Some other studies used several instruments to test the oral health literacy of the study participants. Some of the commonly used instruments are REALD-30, Oral Health Literacy instrument, TOFHLA etc. (2224). These instruments cannot be strictly used for the present study participants as the dental school is situated in a rural area. For this reason, the authors used a self-structured questionnaire containing common dental terminology that could possibly be identifiable by the study participants. A limitation of the present questionnaire is that the participants were only asked if they were familiar with or knew the dental terminology; they were not questioned regarding the meanings of the terms.

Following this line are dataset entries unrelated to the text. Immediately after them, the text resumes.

//! Closed style vocabularies: colors, line styles, markers, legend placement

use serde::{Deserialize, Serialize};

/// Line dash pattern
#[derive(Debug, Clone, Copy, PartialEq, Eq, Serialize, Deserialize)]
#[serde(rename_all = "snake_case")]
pub enum LineStyle {
    Solid,
    Dashed,
    Dotted,
}

/// Marker symbol drawn at each raw data point
#[derive(Debug, Clone, Copy, PartialEq, Eq, Serialize, Deserialize)]
#[serde(rename_all = "snake_case")]
pub enum Marker {
    Circle,
    Square,
    Triangle,
    Diamond,
}

/// Where a panel draws its legend
#[derive(Debug, Clone, Copy, PartialEq, Eq, Default, Serialize, Deserialize)]
#[serde(rename_all = "snake_case")]
pub enum LegendPosition {
    UpperLeft,
    #[default]
    UpperRight,
    LowerLeft,
    LowerRight,
    Top,
    Bottom,
    Hidden,
}

/// RGB color stored as `#RRGGBB`
#[derive(Debug, Clone, PartialEq, Eq)]
pub struct Color(String);

/// Default series colors, one per family (blue, pink, green, purple, ...)
const PALETTE: [(&str, &str); 8] = [
    ("blue", "#1888F8"),
    ("pink", "#F03888"),
    ("green", "#10D878"),
    ("purple", "#7840F8"),
    ("orange", "#F87800"),
    ("cyan", "#58B8F0"),
    ("gold", "#E8D800"),
    ("red", "#C82828"),
];

impl Color {
    /// Parse `#RRGGBB` (case-insensitive) or a palette name
    pub fn parse(text: &str) -> Option<Self> {
        if let Some(&(_, hex)) = PALETTE.iter().find(|(name, _)| name.eq_ignore_ascii_case(text)) {
            return Some(Self(hex.to_string()));
        }
        let digits = text.strip_prefix('#')?;
        if digits.len() == 6 && digits.chars().all(|c| c.is_ascii_hexdigit()) {
            Some(Self(format!("#{}", digits.to_ascii_uppercase())))
        } else {
            None
        }
    }

    /// Palette color for the n-th series, wrapping around
    pub fn palette(index: usize) -> Self {
        Self(PALETTE[index % PALETTE.len()].1.to_string())
    }

    pub fn hex(&self) -> &str {
        &self.0
    }
}

impl Default for Color {
    fn default() -> Self {
        Self::palette(0)
    }
}

impl std::fmt::Display for Color {
    fn fmt(&self, f: &mut std::fmt::Formatter<'_>) -> std::fmt::Result {
        f.write_str(&self.0)
    }
}

#[cfg(test)]
mod tests {
    use super::*;

    #[test]
    fn test_parse_hex_and_names() {
        assert_eq!(Color::parse("#68b4ff").unwrap().hex(), "#68B4FF");
        assert_eq!(Color::parse("Green").unwrap().hex(), "#10D878");
        assert!(Color::parse("#12345").is_none());
        assert!(Color::parse("chartreuse").is_none());
    }

    #[test]
    fn test_palette_wraps() {
        assert_eq!(Color::palette(0), Color::palette(PALETTE.len()));
    }
}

Improving oral health literacy requires intensive collaborative efforts among health providers, researchers, educators, policymakers, public officials, the commercials sector and public (25). Several interventions were carried out worldwide to improve oral health literacy levels amongst people residing in rural areas (26).Various steps have also been taken by the government of India since the last few years to improve literacy rate among the rural and under privileged population. These include free education programs to poor people living in villages and towns, set ups of new school and colleges in rural areas and several committees have been formed to ensure proper utilization of funds allotted to improve literacy rate (16). Easy-to-understand oral-health-education materials that are written in the clients' native language can significantly improve literacy among rural population

It can be concluded from the present study that the oral health literacy level of the majority of the study participants (60.2%) was low. Moreover, the number of postgraduates with high literacy scores was very few (22%). Therefore, higher educational qualification cannot guarantee health literacy. Health providers should need to become far more knowledgeable regarding oral health literacy so that social and cultural factors that influence oral health can be addressed. Researchers should concentrate more on examining the full array of literacy skills-reading, writing, speaking, listening, and basic mathematics and their relationship to health outcomes. This broader domain still needs to be explored.